##### INFORMATION SUPPLIED #####

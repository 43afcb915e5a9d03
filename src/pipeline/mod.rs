//! Pipeline stages for mus-to-PDF conversion.
//!
//! Each submodule implements exactly one transformation step. Nothing calls
//! back into an earlier stage.
//!
//! ## Data Flow
//!
//! ```text
//! input ──▶ lyrics | chart ──▶ html ──▶ pdf
//! (read)    (parse, expand)   (build)  (engine + write)
//! ```
//!
//! 1. [`input`]  — read the source file, mapping I/O failures to typed errors
//! 2. [`lyrics`] — lyrics-sheet classifier and parser
//! 3. [`chart`]  — chord-chart classifier, parser and progression expander
//! 4. [`assets`] — chord-image references, missing-file checks, data-URI inlining
//! 5. [`html`]   — markup builder and the two page layouts
//! 6. [`pdf`]    — external engine invocation and atomic PDF write

pub mod assets;
pub mod chart;
pub mod html;
pub mod input;
pub mod lyrics;
pub mod pdf;
//! CLI binary for mus2pdf.
//!
//! A thin shim over the library crate that maps CLI flags
//! to `ConversionConfig`, picks output paths and prints results.

use anyhow::{Context, Result};
use clap::Parser;
use indicatif::{ProgressBar, ProgressStyle};
use mus2pdf::{convert, convert_to_html, parse_file, ConversionConfig, Notation, StylePalette};
use std::collections::HashMap;
use std::io;
use std::path::{Path, PathBuf};
use std::time::Duration;
use tracing_subscriber::EnvFilter;

// ── ANSI colour helpers (no extra deps) ──────────────────────────────────────

fn green(s: &str) -> String {
    format!("\x1b[32m{s}\x1b[0m")
}
fn red(s: &str) -> String {
    format!("\x1b[31m{s}\x1b[0m")
}
fn dim(s: &str) -> String {
    format!("\x1b[2m{s}\x1b[0m")
}
fn bold(s: &str) -> String {
    format!("\x1b[1m{s}\x1b[0m")
}

// ── CLI definition ───────────────────────────────────────────────────────────

#[derive(Parser, Debug)]
#[command(
    name = "mus2pdf",
    version,
    about = "Convert .mus chord/lyrics sheets to PDF",
    long_about = "Convert .mus chord/lyrics sheets to PDF.\n\n\
Lyrics sheets use `# Title`, `Verse` and `Chorus` lines; chord charts use\n\
`Título:`, `Estructura:` and `Definiciones:` blocks. The notation is\n\
detected automatically unless --notation is given.\n\n\
PDF rendering is delegated to an external HTML-to-PDF program\n\
(weasyprint by default) that reads HTML on stdin and writes PDF on stdout."
)]
struct Cli {
    /// One or more .mus files.
    #[arg(required = true)]
    inputs: Vec<PathBuf>,

    /// Output PDF (single input) or output directory (several inputs).
    /// Defaults to `<input>.pdf` next to each input.
    #[arg(short, long, env = "MUS2PDF_OUTPUT")]
    output: Option<PathBuf>,

    /// Input notation: auto, lyrics, chart.
    #[arg(long, env = "MUS2PDF_NOTATION", value_enum, default_value = "auto")]
    notation: NotationArg,

    /// JSON file with palette overrides (background_color, chord_color, …).
    #[arg(long, env = "MUS2PDF_STYLE")]
    style: Option<PathBuf>,

    /// CSS file appended verbatim to lyrics sheets.
    #[arg(long, env = "MUS2PDF_CSS")]
    css: Option<PathBuf>,

    /// Chord image folder, relative to the base URL.
    #[arg(long, env = "MUS2PDF_IMAGES", default_value = "imagenes")]
    images: String,

    /// Separator image drawn between chords.
    #[arg(long, env = "MUS2PDF_SEPARATOR", default_value = "palos.svg")]
    separator: String,

    /// Inline chord images as data URIs.
    #[arg(long, env = "MUS2PDF_EMBED_IMAGES")]
    embed_images: bool,

    /// Directory relative asset paths resolve against (default: input's directory).
    #[arg(long, env = "MUS2PDF_BASE_URL")]
    base_url: Option<PathBuf>,

    /// Also write debug.html next to each input.
    #[arg(long, env = "MUS2PDF_DEBUG_HTML")]
    debug_html: bool,

    /// HTML-to-PDF program.
    #[arg(long, env = "MUS2PDF_ENGINE", default_value = "weasyprint")]
    engine: String,

    /// Extra argument for the engine (repeatable).
    #[arg(long = "engine-arg", allow_hyphen_values = true)]
    engine_args: Vec<String>,

    /// Write `<input>.html` instead of a PDF.
    #[arg(long)]
    html_only: bool,

    /// Print the parsed document(s) as JSON and exit.
    #[arg(long)]
    json: bool,

    /// Enable DEBUG-level tracing logs.
    #[arg(short, long, env = "MUS2PDF_VERBOSE")]
    verbose: bool,

    /// Suppress all output except errors.
    #[arg(short, long, env = "MUS2PDF_QUIET")]
    quiet: bool,
}

#[derive(clap::ValueEnum, Clone, Debug)]
enum NotationArg {
    Auto,
    Lyrics,
    Chart,
}

impl From<NotationArg> for Notation {
    fn from(v: NotationArg) -> Self {
        match v {
            NotationArg::Auto => Notation::Auto,
            NotationArg::Lyrics => Notation::Lyrics,
            NotationArg::Chart => Notation::Chart,
        }
    }
}

fn main() -> Result<()> {
    let cli = Cli::parse();

    // ── Logging setup ────────────────────────────────────────────────────
    // The progress bar replaces per-file INFO lines when several inputs run.
    let show_progress = !cli.quiet && !cli.json && cli.inputs.len() > 1;
    let filter = if cli.verbose {
        "debug"
    } else if cli.quiet || show_progress {
        "error"
    } else {
        "info"
    };

    tracing_subscriber::fmt()
        .with_env_filter(
            EnvFilter::try_from_default_env().unwrap_or_else(|_| EnvFilter::new(filter)),
        )
        .with_writer(io::stderr)
        .init();

    let config = build_config(&cli)?;

    // ── JSON mode ────────────────────────────────────────────────────────
    if cli.json {
        let mut docs = Vec::with_capacity(cli.inputs.len());
        for input in &cli.inputs {
            docs.push(
                parse_file(input, config.notation)
                    .with_context(|| format!("Failed to parse {}", input.display()))?,
            );
        }
        let json = if docs.len() == 1 {
            serde_json::to_string_pretty(&docs[0])
        } else {
            serde_json::to_string_pretty(&docs)
        }
        .context("Failed to serialise document")?;
        println!("{json}");
        return Ok(());
    }

    // ── Conversion ───────────────────────────────────────────────────────
    let extension = if cli.html_only { "html" } else { "pdf" };
    let targets = plan_outputs(&cli.inputs, cli.output.as_deref(), extension)?;

    let bar = if show_progress {
        let bar = ProgressBar::new(targets.len() as u64);
        bar.set_style(
            ProgressStyle::with_template("{spinner:.cyan} [{bar:40.green/238}] {pos}/{len} {msg}")
                .unwrap_or_else(|_| ProgressStyle::default_bar())
                .progress_chars("█▉▊▋▌▍▎▏  "),
        );
        bar.enable_steady_tick(Duration::from_millis(80));
        Some(bar)
    } else {
        None
    };

    let mut failures = 0usize;
    for (input, output) in &targets {
        if let Some(ref bar) = bar {
            bar.set_message(input.display().to_string());
        }

        let result = if cli.html_only {
            convert_to_html(input, &config).and_then(|markup| {
                std::fs::write(output, &markup)
                    .map(|_| markup.len())
                    .map_err(|e| mus2pdf::MusError::OutputWriteFailed {
                        path: output.clone(),
                        source: e,
                    })
            })
        } else {
            convert(input, output, &config).map(|out| out.pdf_bytes)
        };

        match result {
            Ok(bytes) => {
                let line = format!(
                    "{}  {}  →  {}  {}",
                    green("✔"),
                    input.display(),
                    bold(&output.display().to_string()),
                    dim(&format!("{bytes} bytes")),
                );
                report(bar.as_ref(), cli.quiet, &line);
            }
            Err(e) => {
                failures += 1;
                let line = format!("{}  {}: {}", red("✘"), input.display(), e);
                match bar {
                    Some(ref bar) => bar.println(line),
                    None => eprintln!("{line}"),
                }
            }
        }

        if let Some(ref bar) = bar {
            bar.inc(1);
        }
    }

    if let Some(bar) = bar {
        bar.finish_and_clear();
    }

    if failures > 0 {
        anyhow::bail!("{failures}/{} conversions failed", targets.len());
    }
    Ok(())
}

fn report(bar: Option<&ProgressBar>, quiet: bool, line: &str) {
    if quiet {
        return;
    }
    match bar {
        Some(bar) => bar.println(line),
        None => eprintln!("{line}"),
    }
}

/// Map CLI args to `ConversionConfig`.
fn build_config(cli: &Cli) -> Result<ConversionConfig> {
    let mut builder = ConversionConfig::builder()
        .notation(cli.notation.clone().into())
        .images_folder(&cli.images)
        .separator_image(&cli.separator)
        .embed_images(cli.embed_images)
        .emit_debug_html(cli.debug_html)
        .engine_program(&cli.engine);

    for arg in &cli.engine_args {
        builder = builder.engine_arg(arg);
    }

    if let Some(ref path) = cli.style {
        let raw = std::fs::read_to_string(path)
            .with_context(|| format!("Failed to read style from {:?}", path))?;
        let palette: StylePalette = serde_json::from_str(&raw)
            .with_context(|| format!("Invalid style JSON in {:?}", path))?;
        builder = builder.style(palette);
    }

    if let Some(ref path) = cli.css {
        let css = std::fs::read_to_string(path)
            .with_context(|| format!("Failed to read CSS from {:?}", path))?;
        builder = builder.custom_css(css);
    }

    if let Some(ref base) = cli.base_url {
        builder = builder.base_url(base);
    }

    builder.build().context("Invalid configuration")
}

/// Pair every input with its output path, creating an output directory when
/// one is named.
fn plan_outputs(
    inputs: &[PathBuf],
    output: Option<&Path>,
    extension: &str,
) -> Result<Vec<(PathBuf, PathBuf)>> {
    let single_file = inputs.len() == 1
        && output.is_some_and(|o| o.extension().is_some() && !o.is_dir());

    if single_file {
        let out = output.map(Path::to_path_buf).unwrap_or_default();
        if let Some(parent) = out.parent().filter(|p| !p.as_os_str().is_empty()) {
            std::fs::create_dir_all(parent)
                .with_context(|| format!("Failed to create {}", parent.display()))?;
        }
        return Ok(vec![(inputs[0].clone(), out)]);
    }

    if let Some(dir) = output {
        std::fs::create_dir_all(dir)
            .with_context(|| format!("Failed to create {}", dir.display()))?;
    }

    let targets: Vec<(PathBuf, PathBuf)> = inputs
        .iter()
        .map(|input| {
            let file_name = input.with_extension(extension);
            let file_name = file_name.file_name().map(PathBuf::from).unwrap_or_default();
            let out = match output {
                Some(dir) => dir.join(file_name),
                None => input.with_extension(extension),
            };
            (input.clone(), out)
        })
        .collect();

    let mut claimed: HashMap<&Path, &Path> = HashMap::new();
    for (input, out) in &targets {
        if let Some(first) = claimed.insert(out.as_path(), input.as_path()) {
            anyhow::bail!(
                "{} and {} would both be written to {}",
                first.display(),
                input.display(),
                out.display()
            );
        }
    }

    Ok(targets)
}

#####

== EXERCISE REQUIREMENTS ==
For the word "that", say how many lines of the records above contain it. Reply with the number alone.

== ANSWER BOX ==
2